This morning I read of the rape and murder and the exile and then return of Absalom. Even though he was allowed back home, Absalom was kept away from the palace and the king until he burned Joab’s field to get his attention, and then pled his case. And then this, from 2 Samuel 14:33: “So Joab went to the king and told him this. Then the king summoned Absalom, and he came in and bowed down with his face to the ground before the king. And the king kissed Absalom.”
There are echoes here for me of the parable of the prodigal son, except this maybe is a dark, twisted version. In the parable, the greedy son repents, the loving father welcomes him home, and the faithful older brother struggles with this act of grace.

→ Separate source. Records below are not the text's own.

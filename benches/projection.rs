// This Source Code Form is subject to the terms of the Mozilla Public
// License, v. 2.0. If a copy of the MPL was not distributed with this
// file, You can obtain one at http://mozilla.org/MPL/2.0/.

use criterion::{black_box, criterion_group, criterion_main, Criterion};
use nalgebra::DMatrix;
use rand::Rng;

use multiview_losses_rs::core::camera::Camera;
use multiview_losses_rs::core::depth;
use multiview_losses_rs::core::projection::{self, Config};
use multiview_losses_rs::misc::type_aliases::{Mat3, Mat4, Point3};

fn camera() -> Camera {
    #[rustfmt::skip]
    let k = Mat3::new(
        200.0, 0.0,   112.0,
        0.0,   200.0, 112.0,
        0.0,   0.0,   1.0,
    );
    Camera::new(k, Mat4::identity())
}

fn criterion_benchmark(c: &mut Criterion) {
    let config = Config::default();
    let mut rng = rand::thread_rng();

    c.bench_function("inverse_projection 8x224x224", |b| {
        let depth = DMatrix::from_fn(224, 224, |_, _| {
            config.codec.encode(rng.gen_range(1.0..12.0))
        });
        let depths = vec![depth; 8];
        let cameras = vec![camera(); 8];
        b.iter(|| projection::inverse_projection(&config, black_box(&depths), &cameras))
    });

    c.bench_function("projection 8x16384 points", |b| {
        let cloud: Vec<Point3> = (0..16_384)
            .map(|_| {
                Point3::new(
                    rng.gen_range(-1.0..1.0),
                    rng.gen_range(-1.0..1.0),
                    rng.gen_range(1.0..5.0),
                )
            })
            .collect();
        let clouds = vec![cloud; 8];
        let cameras = vec![camera(); 8];
        b.iter(|| projection::projection(&config, black_box(&clouds), &cameras))
    });

    c.bench_function("min_pool 224x224 by 4", |b| {
        let mat = DMatrix::repeat(224, 224, depth::BACKGROUND);
        b.iter(|| depth::min_pool(black_box(&mat), (4, 4)))
    });
}

criterion_group!(benches, criterion_benchmark);
criterion_main!(benches);
// This Source Code Form is subject to the terms of the Mozilla Public
// License, v. 2.0. If a copy of the MPL was not distributed with this
// file, You can obtain one at http://mozilla.org/MPL/2.0/.

//! Diversity loss between outputs generated from different latent codes.
//!
//! Two outputs should be at least as far apart as their latent codes,
//! up to a factor `alpha`. The loss of a pair is
//! `max(|r1 - r2| - alpha * d(pc1, pc2), 0)`.

use crate::math::pairs;
use crate::math::point_set::PointSetDistance;
use crate::misc::error::{self, Error, Result};
use crate::misc::helper;
use crate::misc::type_aliases::{Batch, DVec, Float, Point3};

/// Configuration of the diversity loss.
#[derive(PartialEq, Debug, Clone)]
pub struct Config {
    /// Weight of the point cloud distance against the latent distance.
    pub alpha: Float,
}

impl Default for Config {
    fn default() -> Self {
        Self { alpha: 0.2 }
    }
}

/// Batch of outputs generated from one latent code per sample.
#[derive(Debug, Clone, Copy)]
pub struct Output<'a> {
    /// Latent code of each sample.
    pub latents: &'a [DVec],
    /// Point cloud of each sample.
    pub clouds: &'a [Vec<Point3>],
}

/// Diversity loss of two batches of outputs, averaged over the batch.
///
/// Nearest neighbor distances are scaled.
/// Not symmetric in general since the point set distance may not be.
pub fn pair_loss<D: PointSetDistance>(
    distance: &D,
    alpha: Float,
    first: Output,
    second: Output,
) -> Result<Float> {
    let batch_size = first.latents.len();
    if batch_size == 0 {
        return Err(Error::EmptyBatch);
    }
    error::check_same_len("latent codes", batch_size, second.latents.len())?;
    error::check_same_len("point clouds", batch_size, first.clouds.len())?;
    error::check_same_len("point clouds", batch_size, second.clouds.len())?;

    let losses: Batch<Float> = (0..batch_size)
        .map(|b| {
            let (r1, r2) = (&first.latents[b], &second.latents[b]);
            if r1.len() != r2.len() {
                return Err(Error::ShapeMismatch(format!(
                    "latent codes of dimensions {} and {}",
                    r1.len(),
                    r2.len()
                )));
            }
            let dist_r = (r1 - r2).norm();
            let dist_pc = distance
                .distance(&first.clouds[b], &second.clouds[b])
                .scaled();
            Ok((dist_r - alpha * dist_pc).max(0.0))
        })
        .collect::<Result<_>>()?;
    Ok(helper::mean(&losses))
}

/// Diversity loss of `rand_num` batches of outputs.
///
/// `latents[r][b]` and `clouds[r][b]` are the latent code and the point cloud
/// of sample `b` generated with the random input `r`.
/// The result is the mean of `pair_loss` over all pairs of random inputs.
#[allow(clippy::cast_precision_loss)]
pub fn diversity_loss<D: PointSetDistance>(
    config: &Config,
    distance: &D,
    latents: &[Batch<DVec>],
    clouds: &[Batch<Vec<Point3>>],
) -> Result<Float> {
    let rand_num = latents.len();
    error::check_same_len("random outputs", rand_num, clouds.len())?;
    if rand_num < 2 {
        return Err(Error::InvalidConfig(format!(
            "at least 2 random outputs are required, got {}",
            rand_num
        )));
    }
    let output = |r: usize| Output {
        latents: &latents[r],
        clouds: &clouds[r],
    };
    let mut loss = 0.0;
    for (i, j) in pairs::pairs(rand_num) {
        loss += pair_loss(distance, config.alpha, output(i), output(j))?;
    }
    Ok(loss / pairs::nb_pairs(rand_num) as Float)
}

// TESTS #############################################################

#[cfg(test)]
mod tests {

    use super::*;
    use crate::math::point_set::{Distance, Metric, NearestNeighbor};
    use approx;

    fn line(offset: Float) -> Vec<Point3> {
        (0..4)
            .map(|i| Point3::new(i as Float * 0.5 + offset, 0.0, 0.0))
            .collect()
    }

    fn latent(values: &[Float]) -> DVec {
        DVec::from_row_slice(values)
    }

    #[test]
    fn identical_outputs_pay_latent_distance() {
        let latents1 = vec![latent(&[0.0, 0.0])];
        let latents2 = vec![latent(&[3.0, 4.0])];
        let clouds = vec![line(0.0)];
        let first = Output {
            latents: &latents1,
            clouds: &clouds,
        };
        let second = Output {
            latents: &latents2,
            clouds: &clouds,
        };
        let loss = pair_loss(&NearestNeighbor, 0.2, first, second).unwrap();
        assert!(approx::relative_eq!(5.0, loss, epsilon = 1e-5));
    }

    #[test]
    fn diverse_enough_outputs_pay_nothing() {
        let latents1 = vec![latent(&[0.0]), latent(&[0.0])];
        let latents2 = vec![latent(&[0.1]), latent(&[1.0])];
        let clouds1 = vec![line(0.0), line(0.0)];
        let clouds2 = vec![line(0.1), line(0.1)];
        let first = Output {
            latents: &latents1,
            clouds: &clouds1,
        };
        let second = Output {
            latents: &latents2,
            clouds: &clouds2,
        };
        // Scaled nearest neighbor distance is 100 * (0.01 + 0.01) = 2,
        // so each sample pays max(|dr| - 0.4, 0).
        let loss = pair_loss(&NearestNeighbor, 0.2, first, second).unwrap();
        assert!(approx::relative_eq!(0.3, loss, epsilon = 1e-4));
    }

    /// A point set distance that only counts the size of the first set.
    struct FirstSize;

    impl PointSetDistance for FirstSize {
        fn distance(&self, a: &[Point3], _b: &[Point3]) -> Distance {
            Distance::Matching(a.len() as Float)
        }

        fn is_matching(&self) -> bool {
            true
        }
    }

    #[test]
    fn pair_loss_follows_the_literal_formula() {
        let latents1 = vec![latent(&[0.0, 0.0])];
        let latents2 = vec![latent(&[0.0, 2.0])];
        let clouds1 = vec![line(0.0)];
        let clouds2 = vec![vec![Point3::origin()]];
        let first = Output {
            latents: &latents1,
            clouds: &clouds1,
        };
        let second = Output {
            latents: &latents2,
            clouds: &clouds2,
        };
        // max(2 - 0.25 * 4, 0) and max(2 - 0.25 * 1, 0).
        assert_eq!(Ok(1.0), pair_loss(&FirstSize, 0.25, first, second));
        assert_eq!(Ok(1.75), pair_loss(&FirstSize, 0.25, second, first));
    }

    #[test]
    fn diversity_loss_averages_pairs() {
        let latents = vec![
            vec![latent(&[0.0])],
            vec![latent(&[1.0])],
            vec![latent(&[3.0])],
        ];
        let clouds = vec![vec![line(0.0)], vec![line(0.0)], vec![line(0.0)]];
        // Identical clouds: latent distances 1, 3 and 2.
        let loss =
            diversity_loss(&Config::default(), &Metric::NearestNeighbor, &latents, &clouds)
                .unwrap();
        assert!(approx::relative_eq!(2.0, loss, epsilon = 1e-5));
    }

    #[test]
    fn diversity_loss_needs_two_outputs() {
        let latents = vec![vec![latent(&[0.0])]];
        let clouds = vec![vec![line(0.0)]];
        let result = diversity_loss(&Config::default(), &NearestNeighbor, &latents, &clouds);
        assert!(matches!(result, Err(Error::InvalidConfig(_))));
    }
}
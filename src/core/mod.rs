// This Source Code Form is subject to the terms of the Mozilla Public
// License, v. 2.0. If a copy of the MPL was not distributed with this
// file, You can obtain one at http://mozilla.org/MPL/2.0/.

//! Core functionalities: cameras, depth images, projections and losses.

pub mod camera;
pub mod depth;
pub mod loss;
pub mod perturbation;
pub mod projection;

In the real-life story of Absalom, the son never really repents and its the father struggles with the tension between grace and justice.
Even more key, in Absalom’s story no one turns to the only one who can truly show grace, which is God. David could forgive an offense against him, but he couldn’t forgive the sins committed by Absalom. And Absalom, unforgiven in this sense and, even worse, not seeing a need for forgiveness, will go on to contest for David’s throne.
That’s the warning here for me – the way men and women strive and compete and do each other wrong and never see it as wrong. It’s easy to miss my own need to be forgiven. We’re all prodigals, but we see the homecoming welcome as our right, because we can explain. We had good reasons! Like Absalom, we can mask our own ambition behind an act of serving others, and excuse ourselves a lot of corner-cutting as we do so.
My prayer this morning is to see my need for forgiveness and grace, to see my misbehavior as the sin it is.